Task item - Give the number of lines in the data below that contain "clap", with no other words.
-------- Data --------
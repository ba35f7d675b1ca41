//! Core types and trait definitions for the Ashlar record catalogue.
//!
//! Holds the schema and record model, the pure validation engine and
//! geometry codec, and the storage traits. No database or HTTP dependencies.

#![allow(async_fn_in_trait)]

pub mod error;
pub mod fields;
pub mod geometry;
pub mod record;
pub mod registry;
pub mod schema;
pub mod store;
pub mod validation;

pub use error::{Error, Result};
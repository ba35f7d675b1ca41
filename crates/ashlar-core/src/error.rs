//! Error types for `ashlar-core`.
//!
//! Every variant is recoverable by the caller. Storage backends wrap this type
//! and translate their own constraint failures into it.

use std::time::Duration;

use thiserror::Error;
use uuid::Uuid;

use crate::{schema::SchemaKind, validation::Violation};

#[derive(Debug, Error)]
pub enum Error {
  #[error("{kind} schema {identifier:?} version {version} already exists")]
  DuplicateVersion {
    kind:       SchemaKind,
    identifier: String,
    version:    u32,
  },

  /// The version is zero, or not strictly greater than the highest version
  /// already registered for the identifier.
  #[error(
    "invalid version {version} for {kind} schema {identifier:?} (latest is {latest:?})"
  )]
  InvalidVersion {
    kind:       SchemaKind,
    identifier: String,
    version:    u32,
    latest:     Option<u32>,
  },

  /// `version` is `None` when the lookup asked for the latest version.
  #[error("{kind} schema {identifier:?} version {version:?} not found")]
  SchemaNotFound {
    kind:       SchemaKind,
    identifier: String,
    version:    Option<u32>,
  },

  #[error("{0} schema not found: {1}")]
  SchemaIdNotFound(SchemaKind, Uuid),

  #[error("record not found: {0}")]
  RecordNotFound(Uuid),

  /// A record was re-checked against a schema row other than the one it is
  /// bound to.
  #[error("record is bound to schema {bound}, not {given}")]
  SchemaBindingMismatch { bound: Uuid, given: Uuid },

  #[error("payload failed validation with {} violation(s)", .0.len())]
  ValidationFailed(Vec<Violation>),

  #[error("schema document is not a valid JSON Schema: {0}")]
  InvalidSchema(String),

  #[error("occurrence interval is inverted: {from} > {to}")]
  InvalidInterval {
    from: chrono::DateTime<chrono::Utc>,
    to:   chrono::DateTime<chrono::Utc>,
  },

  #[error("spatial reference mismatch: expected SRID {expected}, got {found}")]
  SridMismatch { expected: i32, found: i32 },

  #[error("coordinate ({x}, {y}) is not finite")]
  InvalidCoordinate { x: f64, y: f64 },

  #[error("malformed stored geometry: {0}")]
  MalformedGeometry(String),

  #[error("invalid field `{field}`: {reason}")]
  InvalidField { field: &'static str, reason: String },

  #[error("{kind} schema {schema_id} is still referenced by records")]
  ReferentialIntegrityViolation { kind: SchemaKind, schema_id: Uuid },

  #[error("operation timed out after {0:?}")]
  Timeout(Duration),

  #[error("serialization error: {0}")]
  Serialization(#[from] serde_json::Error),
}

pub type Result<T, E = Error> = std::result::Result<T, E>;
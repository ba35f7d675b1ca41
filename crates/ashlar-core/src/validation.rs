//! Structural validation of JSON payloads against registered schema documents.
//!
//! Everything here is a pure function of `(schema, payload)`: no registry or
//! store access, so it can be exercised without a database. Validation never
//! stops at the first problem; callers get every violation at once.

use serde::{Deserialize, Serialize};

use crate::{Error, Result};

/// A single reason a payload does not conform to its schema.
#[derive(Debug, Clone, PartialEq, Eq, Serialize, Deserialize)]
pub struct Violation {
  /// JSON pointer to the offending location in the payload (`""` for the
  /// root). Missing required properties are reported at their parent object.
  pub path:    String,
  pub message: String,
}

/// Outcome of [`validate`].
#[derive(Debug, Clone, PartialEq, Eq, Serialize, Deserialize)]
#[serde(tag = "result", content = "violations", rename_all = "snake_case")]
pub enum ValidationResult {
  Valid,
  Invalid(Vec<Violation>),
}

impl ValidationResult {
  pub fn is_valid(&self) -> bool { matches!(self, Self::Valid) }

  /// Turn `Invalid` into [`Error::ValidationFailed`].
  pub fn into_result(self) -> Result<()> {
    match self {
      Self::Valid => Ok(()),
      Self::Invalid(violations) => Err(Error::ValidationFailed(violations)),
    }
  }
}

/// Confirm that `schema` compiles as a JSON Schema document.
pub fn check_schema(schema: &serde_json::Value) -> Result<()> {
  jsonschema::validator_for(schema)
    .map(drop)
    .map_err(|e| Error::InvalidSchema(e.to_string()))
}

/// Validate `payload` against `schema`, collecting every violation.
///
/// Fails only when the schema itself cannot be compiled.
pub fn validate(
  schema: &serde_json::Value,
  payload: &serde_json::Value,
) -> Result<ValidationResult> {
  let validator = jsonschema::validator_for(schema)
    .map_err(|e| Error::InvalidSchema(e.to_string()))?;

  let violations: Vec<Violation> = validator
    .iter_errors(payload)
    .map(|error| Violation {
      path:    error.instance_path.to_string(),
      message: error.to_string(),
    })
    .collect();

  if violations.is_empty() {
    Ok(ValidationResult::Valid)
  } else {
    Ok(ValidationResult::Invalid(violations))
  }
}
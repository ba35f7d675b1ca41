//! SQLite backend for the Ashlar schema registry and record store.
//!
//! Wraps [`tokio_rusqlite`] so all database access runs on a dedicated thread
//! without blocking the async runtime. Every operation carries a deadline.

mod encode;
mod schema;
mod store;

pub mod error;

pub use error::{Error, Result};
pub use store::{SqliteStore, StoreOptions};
--------
-------- Data --------
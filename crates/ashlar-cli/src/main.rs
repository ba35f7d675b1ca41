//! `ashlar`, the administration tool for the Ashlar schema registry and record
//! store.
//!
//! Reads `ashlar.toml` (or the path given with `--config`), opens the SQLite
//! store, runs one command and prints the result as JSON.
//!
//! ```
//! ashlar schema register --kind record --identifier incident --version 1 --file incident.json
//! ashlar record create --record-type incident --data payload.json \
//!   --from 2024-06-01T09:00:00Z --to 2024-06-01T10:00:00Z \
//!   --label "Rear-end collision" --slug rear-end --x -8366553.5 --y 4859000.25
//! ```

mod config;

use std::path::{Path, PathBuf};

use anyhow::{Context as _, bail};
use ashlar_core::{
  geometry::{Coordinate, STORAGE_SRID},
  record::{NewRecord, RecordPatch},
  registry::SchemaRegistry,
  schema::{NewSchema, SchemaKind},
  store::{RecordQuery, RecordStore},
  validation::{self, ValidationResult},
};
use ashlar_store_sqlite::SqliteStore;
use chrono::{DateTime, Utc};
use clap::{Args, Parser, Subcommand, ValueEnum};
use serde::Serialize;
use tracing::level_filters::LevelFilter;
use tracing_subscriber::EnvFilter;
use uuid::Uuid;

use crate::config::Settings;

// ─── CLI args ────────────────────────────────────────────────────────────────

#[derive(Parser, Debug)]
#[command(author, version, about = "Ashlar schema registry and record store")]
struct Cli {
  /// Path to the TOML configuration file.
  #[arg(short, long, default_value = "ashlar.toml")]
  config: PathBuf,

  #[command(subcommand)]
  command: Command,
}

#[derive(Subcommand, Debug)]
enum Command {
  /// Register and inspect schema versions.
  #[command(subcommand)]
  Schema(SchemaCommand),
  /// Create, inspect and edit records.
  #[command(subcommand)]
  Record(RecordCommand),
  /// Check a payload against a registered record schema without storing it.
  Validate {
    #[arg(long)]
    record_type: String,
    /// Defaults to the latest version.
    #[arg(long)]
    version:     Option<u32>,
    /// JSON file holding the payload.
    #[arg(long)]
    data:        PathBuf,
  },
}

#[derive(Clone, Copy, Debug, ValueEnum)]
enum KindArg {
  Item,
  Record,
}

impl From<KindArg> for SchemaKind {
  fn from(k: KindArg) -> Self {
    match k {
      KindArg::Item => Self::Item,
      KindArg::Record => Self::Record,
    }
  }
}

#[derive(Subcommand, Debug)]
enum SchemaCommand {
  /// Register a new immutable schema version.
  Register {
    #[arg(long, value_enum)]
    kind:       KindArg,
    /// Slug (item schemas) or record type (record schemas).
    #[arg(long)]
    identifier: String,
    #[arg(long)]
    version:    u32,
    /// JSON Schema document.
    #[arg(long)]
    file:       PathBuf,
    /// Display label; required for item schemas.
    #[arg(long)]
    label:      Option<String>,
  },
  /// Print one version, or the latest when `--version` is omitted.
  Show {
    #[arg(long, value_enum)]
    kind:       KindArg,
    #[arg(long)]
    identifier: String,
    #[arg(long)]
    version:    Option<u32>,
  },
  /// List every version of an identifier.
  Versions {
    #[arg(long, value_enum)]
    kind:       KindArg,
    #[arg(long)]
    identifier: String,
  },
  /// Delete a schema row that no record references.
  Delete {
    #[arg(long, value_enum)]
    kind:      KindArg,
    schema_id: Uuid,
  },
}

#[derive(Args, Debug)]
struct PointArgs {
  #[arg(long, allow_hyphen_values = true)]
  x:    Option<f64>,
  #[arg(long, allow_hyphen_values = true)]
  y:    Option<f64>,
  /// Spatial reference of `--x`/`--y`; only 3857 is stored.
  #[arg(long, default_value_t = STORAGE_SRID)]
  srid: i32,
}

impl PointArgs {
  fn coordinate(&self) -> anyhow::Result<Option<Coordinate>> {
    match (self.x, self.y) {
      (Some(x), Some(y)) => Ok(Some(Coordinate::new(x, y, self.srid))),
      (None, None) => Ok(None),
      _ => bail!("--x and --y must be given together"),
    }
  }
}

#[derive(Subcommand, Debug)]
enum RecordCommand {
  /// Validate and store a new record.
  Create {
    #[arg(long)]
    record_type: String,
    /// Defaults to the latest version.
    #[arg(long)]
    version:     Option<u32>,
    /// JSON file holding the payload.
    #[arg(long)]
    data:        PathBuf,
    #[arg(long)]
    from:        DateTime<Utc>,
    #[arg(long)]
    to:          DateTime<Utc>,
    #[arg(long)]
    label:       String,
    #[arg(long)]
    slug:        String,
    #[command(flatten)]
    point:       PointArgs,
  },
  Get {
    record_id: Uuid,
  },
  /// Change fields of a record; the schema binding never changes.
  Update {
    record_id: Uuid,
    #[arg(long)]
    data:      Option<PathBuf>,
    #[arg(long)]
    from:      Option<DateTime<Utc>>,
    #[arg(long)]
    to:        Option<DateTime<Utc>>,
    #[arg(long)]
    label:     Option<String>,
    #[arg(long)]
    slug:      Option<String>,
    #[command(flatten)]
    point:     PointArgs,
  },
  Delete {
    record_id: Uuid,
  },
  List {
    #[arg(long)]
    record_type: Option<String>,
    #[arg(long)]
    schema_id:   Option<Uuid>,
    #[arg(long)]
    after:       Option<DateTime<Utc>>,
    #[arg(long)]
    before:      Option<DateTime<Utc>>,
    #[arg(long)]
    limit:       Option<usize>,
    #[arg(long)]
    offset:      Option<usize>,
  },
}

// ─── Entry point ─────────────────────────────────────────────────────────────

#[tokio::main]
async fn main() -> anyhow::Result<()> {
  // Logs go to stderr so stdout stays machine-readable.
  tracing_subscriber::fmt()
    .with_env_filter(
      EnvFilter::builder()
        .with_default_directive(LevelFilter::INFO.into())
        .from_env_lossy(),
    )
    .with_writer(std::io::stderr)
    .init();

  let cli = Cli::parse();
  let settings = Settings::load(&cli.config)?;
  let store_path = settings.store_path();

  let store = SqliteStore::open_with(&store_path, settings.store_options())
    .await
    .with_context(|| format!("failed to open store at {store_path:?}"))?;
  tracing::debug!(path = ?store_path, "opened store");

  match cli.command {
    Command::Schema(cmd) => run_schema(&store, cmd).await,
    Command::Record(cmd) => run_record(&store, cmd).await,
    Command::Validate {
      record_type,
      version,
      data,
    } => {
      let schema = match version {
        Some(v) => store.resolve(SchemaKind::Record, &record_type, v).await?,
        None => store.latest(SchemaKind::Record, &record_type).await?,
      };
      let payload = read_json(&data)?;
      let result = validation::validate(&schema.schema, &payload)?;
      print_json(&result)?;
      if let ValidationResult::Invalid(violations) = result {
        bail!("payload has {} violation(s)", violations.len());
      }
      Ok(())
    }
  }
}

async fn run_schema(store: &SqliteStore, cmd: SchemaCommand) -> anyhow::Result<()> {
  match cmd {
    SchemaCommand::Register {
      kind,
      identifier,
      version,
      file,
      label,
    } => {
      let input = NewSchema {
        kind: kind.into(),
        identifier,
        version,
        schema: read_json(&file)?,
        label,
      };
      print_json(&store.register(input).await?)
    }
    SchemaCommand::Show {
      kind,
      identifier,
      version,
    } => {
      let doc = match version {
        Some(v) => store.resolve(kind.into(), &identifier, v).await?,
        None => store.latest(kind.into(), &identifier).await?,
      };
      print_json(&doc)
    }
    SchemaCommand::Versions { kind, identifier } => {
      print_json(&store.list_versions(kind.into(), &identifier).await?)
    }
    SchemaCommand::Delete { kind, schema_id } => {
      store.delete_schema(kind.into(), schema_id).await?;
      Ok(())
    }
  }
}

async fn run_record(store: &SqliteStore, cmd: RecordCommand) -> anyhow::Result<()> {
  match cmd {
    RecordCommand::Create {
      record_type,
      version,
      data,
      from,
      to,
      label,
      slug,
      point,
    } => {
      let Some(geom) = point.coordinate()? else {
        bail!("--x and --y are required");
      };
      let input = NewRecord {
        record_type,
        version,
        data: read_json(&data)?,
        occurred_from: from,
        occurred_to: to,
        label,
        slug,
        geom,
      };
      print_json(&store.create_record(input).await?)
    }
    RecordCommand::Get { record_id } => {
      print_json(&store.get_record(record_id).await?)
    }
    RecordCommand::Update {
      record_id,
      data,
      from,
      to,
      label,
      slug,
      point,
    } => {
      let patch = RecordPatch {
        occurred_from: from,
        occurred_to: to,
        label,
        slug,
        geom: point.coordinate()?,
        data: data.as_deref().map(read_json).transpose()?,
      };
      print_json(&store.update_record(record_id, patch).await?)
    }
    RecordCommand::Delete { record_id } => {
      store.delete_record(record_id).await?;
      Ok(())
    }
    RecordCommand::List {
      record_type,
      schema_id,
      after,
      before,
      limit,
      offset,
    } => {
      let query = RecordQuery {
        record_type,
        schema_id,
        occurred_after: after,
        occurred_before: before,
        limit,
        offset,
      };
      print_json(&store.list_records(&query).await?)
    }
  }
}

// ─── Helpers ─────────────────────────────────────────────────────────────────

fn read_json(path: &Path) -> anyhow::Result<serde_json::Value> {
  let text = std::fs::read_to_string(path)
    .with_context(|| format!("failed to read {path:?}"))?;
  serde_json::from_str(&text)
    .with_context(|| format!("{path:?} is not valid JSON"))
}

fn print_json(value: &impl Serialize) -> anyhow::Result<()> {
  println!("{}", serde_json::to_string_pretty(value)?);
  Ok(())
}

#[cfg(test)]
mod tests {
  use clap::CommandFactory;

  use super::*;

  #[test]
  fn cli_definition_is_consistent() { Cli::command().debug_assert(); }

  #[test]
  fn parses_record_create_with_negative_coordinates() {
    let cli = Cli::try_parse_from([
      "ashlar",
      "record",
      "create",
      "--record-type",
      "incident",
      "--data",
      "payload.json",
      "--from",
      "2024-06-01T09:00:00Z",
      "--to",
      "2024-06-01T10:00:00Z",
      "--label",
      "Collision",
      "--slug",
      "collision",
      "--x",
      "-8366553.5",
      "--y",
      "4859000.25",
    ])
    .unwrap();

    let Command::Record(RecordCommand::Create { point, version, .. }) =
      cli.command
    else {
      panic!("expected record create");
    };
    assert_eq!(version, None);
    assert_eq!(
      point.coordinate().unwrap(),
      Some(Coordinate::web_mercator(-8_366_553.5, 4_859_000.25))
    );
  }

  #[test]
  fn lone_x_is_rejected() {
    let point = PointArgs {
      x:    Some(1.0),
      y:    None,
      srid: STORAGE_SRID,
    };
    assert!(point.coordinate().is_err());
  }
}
--------
-------- Data --------
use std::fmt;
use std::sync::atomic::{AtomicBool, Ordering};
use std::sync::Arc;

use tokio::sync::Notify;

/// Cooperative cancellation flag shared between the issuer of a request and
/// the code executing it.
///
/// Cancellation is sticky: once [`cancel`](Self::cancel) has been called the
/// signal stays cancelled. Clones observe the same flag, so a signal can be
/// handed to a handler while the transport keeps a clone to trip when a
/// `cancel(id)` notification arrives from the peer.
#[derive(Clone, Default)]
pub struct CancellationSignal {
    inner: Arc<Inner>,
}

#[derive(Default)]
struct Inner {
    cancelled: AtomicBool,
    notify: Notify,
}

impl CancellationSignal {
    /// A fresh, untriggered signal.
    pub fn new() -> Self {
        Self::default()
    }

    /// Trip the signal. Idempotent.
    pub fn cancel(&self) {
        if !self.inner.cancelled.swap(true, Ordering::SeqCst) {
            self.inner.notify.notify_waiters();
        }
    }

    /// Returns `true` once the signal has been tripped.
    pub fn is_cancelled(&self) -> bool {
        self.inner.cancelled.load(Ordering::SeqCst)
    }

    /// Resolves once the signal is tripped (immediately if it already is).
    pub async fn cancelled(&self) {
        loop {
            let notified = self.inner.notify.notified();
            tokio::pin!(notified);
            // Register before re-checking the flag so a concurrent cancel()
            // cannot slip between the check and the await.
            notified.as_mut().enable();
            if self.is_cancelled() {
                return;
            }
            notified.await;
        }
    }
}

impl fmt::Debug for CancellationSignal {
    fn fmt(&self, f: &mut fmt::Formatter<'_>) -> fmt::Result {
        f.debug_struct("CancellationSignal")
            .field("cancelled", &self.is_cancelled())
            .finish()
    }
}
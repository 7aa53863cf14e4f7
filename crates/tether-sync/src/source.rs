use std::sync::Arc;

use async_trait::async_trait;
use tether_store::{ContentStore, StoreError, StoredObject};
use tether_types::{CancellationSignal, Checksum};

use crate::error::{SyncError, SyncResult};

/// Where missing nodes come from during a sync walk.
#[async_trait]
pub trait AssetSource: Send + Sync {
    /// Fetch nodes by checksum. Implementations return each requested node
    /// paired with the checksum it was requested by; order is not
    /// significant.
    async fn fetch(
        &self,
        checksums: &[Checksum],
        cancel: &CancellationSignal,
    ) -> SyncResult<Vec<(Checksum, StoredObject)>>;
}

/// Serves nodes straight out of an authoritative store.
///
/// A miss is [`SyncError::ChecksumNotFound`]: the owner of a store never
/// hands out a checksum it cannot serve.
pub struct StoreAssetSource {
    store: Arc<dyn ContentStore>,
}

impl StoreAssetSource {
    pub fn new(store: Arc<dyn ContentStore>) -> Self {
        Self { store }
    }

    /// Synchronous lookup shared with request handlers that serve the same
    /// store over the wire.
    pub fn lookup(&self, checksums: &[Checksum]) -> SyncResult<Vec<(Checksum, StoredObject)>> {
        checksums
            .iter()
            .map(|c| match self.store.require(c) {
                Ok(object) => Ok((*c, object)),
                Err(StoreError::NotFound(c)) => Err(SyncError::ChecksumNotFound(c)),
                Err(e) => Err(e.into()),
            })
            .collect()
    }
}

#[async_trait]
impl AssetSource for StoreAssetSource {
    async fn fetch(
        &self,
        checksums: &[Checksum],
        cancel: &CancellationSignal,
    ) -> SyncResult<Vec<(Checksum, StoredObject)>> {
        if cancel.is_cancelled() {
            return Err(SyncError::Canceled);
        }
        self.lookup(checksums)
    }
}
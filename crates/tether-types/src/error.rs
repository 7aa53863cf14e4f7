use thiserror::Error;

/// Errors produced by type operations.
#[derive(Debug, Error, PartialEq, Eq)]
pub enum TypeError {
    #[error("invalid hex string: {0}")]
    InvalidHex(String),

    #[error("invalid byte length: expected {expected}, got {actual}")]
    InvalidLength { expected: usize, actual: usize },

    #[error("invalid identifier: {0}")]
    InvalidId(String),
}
--------
Answer section - 2